What Is The Best Way To Avoid Dead Arm Syndrome?

It is really difficult to avoid overusing the shoulder if you are a practicing sportsperson. But you can lower your risk by considering the following tips:

By strengthening exercises: 

By doing strengthening exercises, your upper back, core, and shoulders stay strong enough. This also helps in improving shoulder firmness.

Using the right technique: 

Invest your time in learning the correct technique for your sport. It is considered one of the best ways to lessen the risk of injury.


Let your body relax, mainly after periods of extreme activity. For coaches, it is recommended to limit the number of throws players do per week or game.

Changing the body position: 

When possible, try to switch up the way you perform overhead movements. This will help reduce repeated stress on the shoulder.

Daily stretching: 

Do not forget to follow a stretching routine planned for your particular sport. Must stretch and form your body before and after the activity.

How Do I Know If I Have A “Dead Arm”?

You can find out if you have a dead arm with a simple test. This is a test to evaluate the extent of forward rotation. Initially, assume a lying position and position your arm at a 90-degree angle in relation to your body, ensuring that the elbow is also held at the same angle. 

While keeping the shoulder steady and preventing the shoulder blade from moving upwards, permit the forearm to move forward as much as possible. Ideally, you should achieve approximately 90 degrees of forward motion.

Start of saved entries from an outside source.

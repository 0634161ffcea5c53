//! Restore diagnostics
//!
//! Every problem a restore reports carries a stable [`ErrorCode`]. The set of
//! codes is closed; callers can match on it exhaustively.

use serde::{Deserialize, Serialize};
use std::fmt;

/// Stable diagnostic code
#[derive(Debug, Clone, Copy, PartialEq, Eq, Hash, PartialOrd, Ord, Serialize, Deserialize)]
#[serde(rename_all = "kebab-case")]
pub enum ErrorCode {
    VersionConflict,
    LockedModeViolation,
    ContentHashMismatch,
    MissingProjectReference,
    UnresolvedPackage,
    UnsatisfiableRange,
    CentralVersionConflict,
    MissingCentralVersion,
    InvalidSpec,
    IncompatibleFramework,
    FallbackFramework,
    SourceUnavailable,
    IoFailure,
    Cancelled,
}

/// Broad category, so callers can tell user errors from infrastructure errors
#[derive(Debug, Clone, Copy, PartialEq, Eq, Hash, Serialize, Deserialize)]
#[serde(rename_all = "kebab-case")]
pub enum DiagnosticKind {
    Input,
    Conflict,
    Integrity,
    Infrastructure,
    Cancellation,
}

#[derive(Debug, Clone, Copy, PartialEq, Eq, Hash, PartialOrd, Ord, Serialize, Deserialize)]
#[serde(rename_all = "lowercase")]
pub enum Severity {
    Error,
    Warning,
}

impl ErrorCode {
    pub fn as_str(self) -> &'static str {
        match self {
            ErrorCode::VersionConflict => "version-conflict",
            ErrorCode::LockedModeViolation => "locked-mode-violation",
            ErrorCode::ContentHashMismatch => "content-hash-mismatch",
            ErrorCode::MissingProjectReference => "missing-project-reference",
            ErrorCode::UnresolvedPackage => "unresolved-package",
            ErrorCode::UnsatisfiableRange => "unsatisfiable-range",
            ErrorCode::CentralVersionConflict => "central-version-conflict",
            ErrorCode::MissingCentralVersion => "missing-central-version",
            ErrorCode::InvalidSpec => "invalid-spec",
            ErrorCode::IncompatibleFramework => "incompatible-framework",
            ErrorCode::FallbackFramework => "fallback-framework",
            ErrorCode::SourceUnavailable => "source-unavailable",
            ErrorCode::IoFailure => "io-failure",
            ErrorCode::Cancelled => "cancelled",
        }
    }

    pub fn kind(self) -> DiagnosticKind {
        match self {
            ErrorCode::VersionConflict => DiagnosticKind::Conflict,
            ErrorCode::LockedModeViolation | ErrorCode::ContentHashMismatch => {
                DiagnosticKind::Integrity
            }
            ErrorCode::SourceUnavailable | ErrorCode::IoFailure => DiagnosticKind::Infrastructure,
            ErrorCode::Cancelled => DiagnosticKind::Cancellation,
            ErrorCode::MissingProjectReference
            | ErrorCode::UnresolvedPackage
            | ErrorCode::UnsatisfiableRange
            | ErrorCode::CentralVersionConflict
            | ErrorCode::MissingCentralVersion
            | ErrorCode::InvalidSpec
            | ErrorCode::IncompatibleFramework
            | ErrorCode::FallbackFramework => DiagnosticKind::Input,
        }
    }

    pub fn default_severity(self) -> Severity {
        match self {
            ErrorCode::FallbackFramework => Severity::Warning,
            _ => Severity::Error,
        }
    }
}

impl fmt::Display for ErrorCode {
    fn fmt(&self, f: &mut fmt::Formatter<'_>) -> fmt::Result {
        f.write_str(self.as_str())
    }
}

/// A single reported problem
#[derive(Debug, Clone, PartialEq, Eq, Hash, Serialize, Deserialize)]
#[serde(rename_all = "camelCase")]
pub struct Diagnostic {
    pub code: ErrorCode,
    pub severity: Severity,
    pub message: String,
    #[serde(default, skip_serializing_if = "Option::is_none")]
    pub library_id: Option<String>,
    #[serde(default, skip_serializing_if = "Vec::is_empty")]
    pub target_frameworks: Vec<String>,
}

impl Diagnostic {
    pub fn new(code: ErrorCode, message: impl Into<String>) -> Self {
        Self {
            code,
            severity: code.default_severity(),
            message: message.into(),
            library_id: None,
            target_frameworks: Vec::new(),
        }
    }

    pub fn with_library(mut self, library_id: impl Into<String>) -> Self {
        self.library_id = Some(library_id.into());
        self
    }

    pub fn with_framework(mut self, framework: impl fmt::Display) -> Self {
        let framework = framework.to_string();
        if !self.target_frameworks.contains(&framework) {
            self.target_frameworks.push(framework);
            self.target_frameworks.sort();
        }
        self
    }

    pub fn kind(&self) -> DiagnosticKind {
        self.code.kind()
    }

    pub fn is_error(&self) -> bool {
        self.severity == Severity::Error
    }

    fn sort_key(&self) -> (Severity, ErrorCode, &str, Option<&str>, &[String]) {
        (
            self.severity,
            self.code,
            self.message.as_str(),
            self.library_id.as_deref(),
            self.target_frameworks.as_slice(),
        )
    }
}

impl fmt::Display for Diagnostic {
    fn fmt(&self, f: &mut fmt::Formatter<'_>) -> fmt::Result {
        write!(f, "{}: {}", self.code, self.message)
    }
}

/// Deduplicate and order diagnostics: errors before warnings, then by code and message
pub fn normalize(mut diagnostics: Vec<Diagnostic>) -> Vec<Diagnostic> {
    diagnostics.sort_by(|a, b| a.sort_key().cmp(&b.sort_key()));
    diagnostics.dedup();
    diagnostics
}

Each individual possesses unique characteristics. To effectively evaluate the extent of range loss, it is advisable to compare it with the unaffected arm and utilize it as a reference point. According to a study, individuals who experienced range loss and engaged in stretching exercises targeting the capsule experienced a significant 38% reduction in the occurrence of shoulder issues. 

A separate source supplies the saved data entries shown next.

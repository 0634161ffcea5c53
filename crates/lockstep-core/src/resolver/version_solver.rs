use super::conflict::{Conflict, ConflictingConstraint};
use lockstep_model::VersionRange;
use semver::Version;

/// A range requested for a package id, with the path that requested it
#[derive(Debug, Clone, PartialEq, Eq)]
pub struct VersionConstraint {
    pub range: VersionRange,
    /// Requesting chain, project first, package id last
    pub path: Vec<String>,
}

impl VersionConstraint {
    pub fn new(range: VersionRange, path: Vec<String>) -> Self {
        Self { range, path }
    }

    pub fn path_display(&self) -> String {
        self.path.join(" -> ")
    }
}

/// Outcome of selecting one version for one id
#[derive(Debug, Clone, PartialEq, Eq)]
pub enum Selection {
    Selected(Version),
    /// No source lists any version of the id
    NoVersions,
    /// One constraint alone matches nothing
    Unsatisfiable(ConflictingConstraint),
    /// Each constraint matches something but no version matches all
    Conflict(Conflict),
}

/// Picks one version per id from the candidate list
#[derive(Debug, Clone, Default)]
pub struct VersionSolver;

impl VersionSolver {
    pub fn new() -> Self {
        Self
    }

    /// Highest version satisfying every constraint. Stable versions outrank
    /// prereleases unless some constraint asks for a prerelease. A preferred
    /// version wins whenever it satisfies every constraint.
    pub fn select(
        &self,
        id: &str,
        available: &[Version],
        constraints: &[VersionConstraint],
        preferred: Option<&Version>,
    ) -> Selection {
        if available.is_empty() {
            return Selection::NoVersions;
        }

        if let Some(preferred) = preferred {
            if available.contains(preferred) && Self::satisfies_all(preferred, constraints) {
                return Selection::Selected(preferred.clone());
            }
        }

        if let Some(best) = self.max_satisfying_version(available, constraints) {
            return Selection::Selected(best);
        }

        if let Some(alone) = constraints
            .iter()
            .find(|c| c.range.find_best_match(available).is_none())
        {
            return Selection::Unsatisfiable(ConflictingConstraint::from_version_constraint(alone));
        }

        Selection::Conflict(Conflict::new(
            id.to_string(),
            constraints
                .iter()
                .map(ConflictingConstraint::from_version_constraint)
                .collect(),
        ))
    }

    /// Find maximum version satisfying all constraints
    pub fn max_satisfying_version(
        &self,
        available: &[Version],
        constraints: &[VersionConstraint],
    ) -> Option<Version> {
        let allow_prerelease = constraints.iter().any(|c| c.range.requests_prerelease());
        available
            .iter()
            .filter(|v| Self::satisfies_all(v, constraints))
            .max_by(|a, b| {
                let rank_a = allow_prerelease || a.pre.is_empty();
                let rank_b = allow_prerelease || b.pre.is_empty();
                rank_a.cmp(&rank_b).then_with(|| a.cmp(b))
            })
            .cloned()
    }

    pub fn satisfies_all(version: &Version, constraints: &[VersionConstraint]) -> bool {
        constraints.iter().all(|c| c.range.satisfies(version))
    }
}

This outcome was in contrast to the group that did not partake in stretching exercises. Researchers have established that a loss of forward rotation range within 20 degrees is considered acceptable. This value corresponds to less than 10% of the total rotation observed in the non-throwing shoulder.

Conclusion for What Is The “Dead Arm” in Baseball?

Dead arm syndrome is a condition that arises from excessive use of the arm. It occurs when repetitive movements performed above the head, such as throwing a ball, cause damage to the muscles or tendons in the shoulder. 

Common indications of dead arm syndrome encompass discomfort, weakness, and a sensation of numbness in the upper arm. Individuals engaged in sports like baseball, tennis, and water polo are more prone to developing this condition. Additionally, manual laborers who frequently engage in overhead-reaching activities face an elevated risk. 

The treatment for dead arm syndrome involves the application of ice, anti-inflammatory medications, and ample rest. Furthermore, it necessitates the implementation of strengthening exercises to enhance shoulder stability. 

Fortunately, it is possible to reduce the likelihood of developing dead arm syndrome by taking regular breaks and employing proper techniques. Engaging in strengthening exercises and stretches will also contribute to conditioning the body and maintaining strong shoulders.